What you need to do
Copy the entries exactly, through the "#[derive(Debug, Clone, Default)]" line.

Available data
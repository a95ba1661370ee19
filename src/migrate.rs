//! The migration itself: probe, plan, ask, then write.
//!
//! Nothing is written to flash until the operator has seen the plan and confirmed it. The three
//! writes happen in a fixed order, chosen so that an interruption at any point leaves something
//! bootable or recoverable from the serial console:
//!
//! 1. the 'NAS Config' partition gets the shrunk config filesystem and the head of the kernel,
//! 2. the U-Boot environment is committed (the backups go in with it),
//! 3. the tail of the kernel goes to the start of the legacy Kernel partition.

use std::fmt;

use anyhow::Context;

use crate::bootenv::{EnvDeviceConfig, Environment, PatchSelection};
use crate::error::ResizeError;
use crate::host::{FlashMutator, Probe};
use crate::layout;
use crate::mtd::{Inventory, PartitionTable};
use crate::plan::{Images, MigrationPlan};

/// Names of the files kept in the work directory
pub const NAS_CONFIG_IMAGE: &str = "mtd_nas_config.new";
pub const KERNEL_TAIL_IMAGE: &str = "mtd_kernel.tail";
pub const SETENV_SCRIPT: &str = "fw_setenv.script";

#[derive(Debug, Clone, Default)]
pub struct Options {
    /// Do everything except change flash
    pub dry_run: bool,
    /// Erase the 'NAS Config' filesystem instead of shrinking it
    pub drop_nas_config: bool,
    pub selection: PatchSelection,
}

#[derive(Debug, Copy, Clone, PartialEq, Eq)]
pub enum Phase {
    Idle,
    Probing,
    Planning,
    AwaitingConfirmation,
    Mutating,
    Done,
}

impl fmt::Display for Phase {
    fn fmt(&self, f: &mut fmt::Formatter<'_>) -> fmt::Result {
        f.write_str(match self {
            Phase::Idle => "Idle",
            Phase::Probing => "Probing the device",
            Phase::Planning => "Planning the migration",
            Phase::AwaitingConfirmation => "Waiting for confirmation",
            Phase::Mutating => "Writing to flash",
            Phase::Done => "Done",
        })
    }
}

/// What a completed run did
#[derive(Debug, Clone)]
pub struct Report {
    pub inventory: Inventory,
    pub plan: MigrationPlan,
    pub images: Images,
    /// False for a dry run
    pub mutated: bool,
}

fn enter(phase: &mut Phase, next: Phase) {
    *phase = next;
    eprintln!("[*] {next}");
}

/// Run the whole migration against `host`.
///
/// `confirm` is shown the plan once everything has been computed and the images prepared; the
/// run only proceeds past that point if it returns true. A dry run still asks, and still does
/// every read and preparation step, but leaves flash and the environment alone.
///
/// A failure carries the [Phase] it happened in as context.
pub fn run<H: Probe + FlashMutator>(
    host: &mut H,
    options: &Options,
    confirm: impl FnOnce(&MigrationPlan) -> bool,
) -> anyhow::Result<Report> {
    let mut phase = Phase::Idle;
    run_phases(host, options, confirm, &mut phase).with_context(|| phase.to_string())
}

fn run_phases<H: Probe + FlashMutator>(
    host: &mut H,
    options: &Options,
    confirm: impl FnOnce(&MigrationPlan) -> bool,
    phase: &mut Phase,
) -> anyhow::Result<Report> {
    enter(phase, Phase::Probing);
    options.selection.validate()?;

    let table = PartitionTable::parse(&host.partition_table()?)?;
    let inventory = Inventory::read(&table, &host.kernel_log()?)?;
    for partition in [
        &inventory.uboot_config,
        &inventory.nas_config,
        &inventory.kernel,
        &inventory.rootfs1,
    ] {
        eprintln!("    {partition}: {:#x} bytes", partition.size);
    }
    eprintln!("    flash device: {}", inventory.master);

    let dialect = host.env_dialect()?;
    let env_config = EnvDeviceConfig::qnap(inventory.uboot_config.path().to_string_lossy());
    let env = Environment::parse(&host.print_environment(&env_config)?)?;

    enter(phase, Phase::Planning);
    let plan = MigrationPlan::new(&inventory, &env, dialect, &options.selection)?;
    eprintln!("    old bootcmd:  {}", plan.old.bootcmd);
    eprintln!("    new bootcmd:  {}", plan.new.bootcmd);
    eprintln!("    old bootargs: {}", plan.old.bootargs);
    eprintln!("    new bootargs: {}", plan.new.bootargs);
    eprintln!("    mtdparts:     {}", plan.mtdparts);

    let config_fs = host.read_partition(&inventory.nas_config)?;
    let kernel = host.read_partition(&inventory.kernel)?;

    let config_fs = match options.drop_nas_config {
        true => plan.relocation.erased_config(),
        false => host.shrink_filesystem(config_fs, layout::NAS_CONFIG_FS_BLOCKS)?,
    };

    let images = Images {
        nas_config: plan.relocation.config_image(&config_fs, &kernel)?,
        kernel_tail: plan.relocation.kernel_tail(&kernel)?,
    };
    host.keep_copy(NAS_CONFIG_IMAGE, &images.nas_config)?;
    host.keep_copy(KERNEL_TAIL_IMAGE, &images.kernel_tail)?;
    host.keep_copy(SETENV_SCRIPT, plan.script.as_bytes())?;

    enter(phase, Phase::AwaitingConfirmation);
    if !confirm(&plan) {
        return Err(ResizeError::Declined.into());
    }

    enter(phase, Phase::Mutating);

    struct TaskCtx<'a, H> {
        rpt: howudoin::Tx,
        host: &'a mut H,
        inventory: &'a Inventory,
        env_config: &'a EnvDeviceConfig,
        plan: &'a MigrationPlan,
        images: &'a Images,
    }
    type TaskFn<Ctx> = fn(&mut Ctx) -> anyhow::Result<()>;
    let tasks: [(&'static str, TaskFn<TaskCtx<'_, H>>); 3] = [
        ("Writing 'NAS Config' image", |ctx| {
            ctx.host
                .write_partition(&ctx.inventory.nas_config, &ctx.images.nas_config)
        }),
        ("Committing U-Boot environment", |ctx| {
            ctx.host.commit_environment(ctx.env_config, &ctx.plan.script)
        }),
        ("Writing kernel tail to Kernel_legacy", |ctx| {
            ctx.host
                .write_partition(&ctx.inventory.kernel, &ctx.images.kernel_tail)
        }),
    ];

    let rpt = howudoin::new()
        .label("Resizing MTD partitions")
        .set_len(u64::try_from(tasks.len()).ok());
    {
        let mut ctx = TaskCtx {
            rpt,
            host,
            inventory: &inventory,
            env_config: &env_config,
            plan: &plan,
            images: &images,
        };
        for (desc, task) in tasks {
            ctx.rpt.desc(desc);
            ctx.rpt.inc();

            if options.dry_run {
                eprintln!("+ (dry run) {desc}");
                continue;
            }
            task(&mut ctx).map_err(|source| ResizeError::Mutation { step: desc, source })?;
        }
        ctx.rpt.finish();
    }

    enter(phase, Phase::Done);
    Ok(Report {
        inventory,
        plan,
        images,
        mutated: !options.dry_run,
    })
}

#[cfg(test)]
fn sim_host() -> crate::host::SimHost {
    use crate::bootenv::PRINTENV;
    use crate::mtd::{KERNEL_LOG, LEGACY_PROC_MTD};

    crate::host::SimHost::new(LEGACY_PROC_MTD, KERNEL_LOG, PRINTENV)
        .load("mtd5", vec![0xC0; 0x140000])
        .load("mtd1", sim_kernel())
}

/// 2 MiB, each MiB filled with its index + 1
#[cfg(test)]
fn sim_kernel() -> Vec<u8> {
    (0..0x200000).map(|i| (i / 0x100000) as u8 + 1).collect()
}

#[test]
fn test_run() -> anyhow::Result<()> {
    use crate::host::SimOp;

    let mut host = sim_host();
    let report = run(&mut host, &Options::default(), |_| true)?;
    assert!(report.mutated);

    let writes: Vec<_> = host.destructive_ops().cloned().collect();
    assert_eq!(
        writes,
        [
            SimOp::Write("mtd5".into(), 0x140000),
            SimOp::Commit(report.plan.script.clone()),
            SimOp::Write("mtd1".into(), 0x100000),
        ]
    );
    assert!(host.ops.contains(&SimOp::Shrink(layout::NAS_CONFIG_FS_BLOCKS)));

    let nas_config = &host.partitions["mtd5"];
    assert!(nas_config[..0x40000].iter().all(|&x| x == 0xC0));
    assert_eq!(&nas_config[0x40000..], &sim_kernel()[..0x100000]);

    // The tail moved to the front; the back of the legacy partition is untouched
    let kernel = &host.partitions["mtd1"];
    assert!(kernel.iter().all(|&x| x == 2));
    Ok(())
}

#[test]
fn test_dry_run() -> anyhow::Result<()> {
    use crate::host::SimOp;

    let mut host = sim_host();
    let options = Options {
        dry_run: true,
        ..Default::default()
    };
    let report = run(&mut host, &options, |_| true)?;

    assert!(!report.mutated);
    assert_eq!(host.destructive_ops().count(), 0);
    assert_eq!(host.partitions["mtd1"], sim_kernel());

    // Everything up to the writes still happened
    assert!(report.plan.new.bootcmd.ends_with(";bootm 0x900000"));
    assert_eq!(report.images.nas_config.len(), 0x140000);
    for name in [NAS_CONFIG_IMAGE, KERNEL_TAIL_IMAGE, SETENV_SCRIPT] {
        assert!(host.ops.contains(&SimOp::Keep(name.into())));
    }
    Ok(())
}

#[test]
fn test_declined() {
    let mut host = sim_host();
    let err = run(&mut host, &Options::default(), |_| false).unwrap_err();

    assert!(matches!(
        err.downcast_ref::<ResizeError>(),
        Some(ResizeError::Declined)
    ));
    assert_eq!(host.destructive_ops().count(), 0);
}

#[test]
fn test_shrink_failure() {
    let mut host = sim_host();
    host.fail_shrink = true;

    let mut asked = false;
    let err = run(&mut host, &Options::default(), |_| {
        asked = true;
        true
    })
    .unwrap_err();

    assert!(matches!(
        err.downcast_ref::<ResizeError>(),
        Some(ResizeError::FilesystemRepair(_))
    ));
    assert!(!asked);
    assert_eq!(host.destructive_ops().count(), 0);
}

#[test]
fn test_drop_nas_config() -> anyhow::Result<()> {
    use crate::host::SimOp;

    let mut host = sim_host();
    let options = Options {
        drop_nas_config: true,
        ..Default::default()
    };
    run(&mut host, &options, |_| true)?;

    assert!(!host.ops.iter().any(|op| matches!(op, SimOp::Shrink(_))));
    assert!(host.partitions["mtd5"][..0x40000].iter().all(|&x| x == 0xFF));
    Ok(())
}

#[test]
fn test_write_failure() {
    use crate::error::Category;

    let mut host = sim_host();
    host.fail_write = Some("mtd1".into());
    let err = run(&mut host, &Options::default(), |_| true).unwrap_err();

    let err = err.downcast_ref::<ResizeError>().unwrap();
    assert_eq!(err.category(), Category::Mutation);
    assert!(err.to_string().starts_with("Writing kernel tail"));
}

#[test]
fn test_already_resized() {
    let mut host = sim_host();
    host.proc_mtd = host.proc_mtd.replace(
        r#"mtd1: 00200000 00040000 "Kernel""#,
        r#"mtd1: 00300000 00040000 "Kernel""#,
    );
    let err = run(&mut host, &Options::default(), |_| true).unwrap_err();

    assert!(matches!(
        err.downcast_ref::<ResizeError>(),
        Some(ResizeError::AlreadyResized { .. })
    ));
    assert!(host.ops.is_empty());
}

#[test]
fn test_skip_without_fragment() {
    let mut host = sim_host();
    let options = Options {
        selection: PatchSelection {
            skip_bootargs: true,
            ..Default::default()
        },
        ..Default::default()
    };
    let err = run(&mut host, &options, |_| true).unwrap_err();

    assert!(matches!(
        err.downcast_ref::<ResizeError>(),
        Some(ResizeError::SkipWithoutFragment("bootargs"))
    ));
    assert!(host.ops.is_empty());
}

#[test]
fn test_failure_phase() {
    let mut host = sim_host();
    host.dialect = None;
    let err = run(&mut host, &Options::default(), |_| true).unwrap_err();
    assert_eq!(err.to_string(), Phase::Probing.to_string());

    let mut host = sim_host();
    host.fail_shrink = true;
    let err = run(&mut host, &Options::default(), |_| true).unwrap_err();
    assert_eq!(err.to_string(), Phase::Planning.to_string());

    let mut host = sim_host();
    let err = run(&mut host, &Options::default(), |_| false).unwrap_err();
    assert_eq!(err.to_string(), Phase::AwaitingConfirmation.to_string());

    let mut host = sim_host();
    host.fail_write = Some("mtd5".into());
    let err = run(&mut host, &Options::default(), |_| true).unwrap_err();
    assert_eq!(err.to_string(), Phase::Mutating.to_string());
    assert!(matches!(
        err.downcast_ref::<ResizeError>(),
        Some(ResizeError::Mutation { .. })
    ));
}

Task output
repository a95ba1661370ee19
filename src/migrate.rs
//! The migration itself: probe, plan, ask, then write.
//!
//! Nothing is written to flash until the operator has seen the plan and confirmed it. The three
//! writes happen in a fixed order, chosen so that an interruption at any point leaves something
//! bootable or recoverable from the serial console:
//!
//! 1. the 'NAS Config' partition gets the shrunk config filesystem and the head of the kernel,
//! 2. the U-Boot environment is committed (the backups go in with it),
//! 3. the tail of the kernel goes to the start of the legacy Kernel partition.

use std::fmt;

use anyhow::Context;

use crate::bootenv::{EnvDeviceConfig, Environment, PatchSelection};
use crate::error::ResizeError;
use crate::host::{FlashMutator, Probe};
use crate::layout;
use crate::mtd::{Inventory, PartitionTable};
use crate::plan::{Images, MigrationPlan};

/// Names of the files kept in the work directory
pub const NAS_CONFIG_IMAGE: &str = "mtd_nas_config.new";
pub const KERNEL_TAIL_IMAGE: &str = "mtd_kernel.tail";
pub const SETENV_SCRIPT: &str = "fw_setenv.script";

#[derive(Debug, Clone, Default)]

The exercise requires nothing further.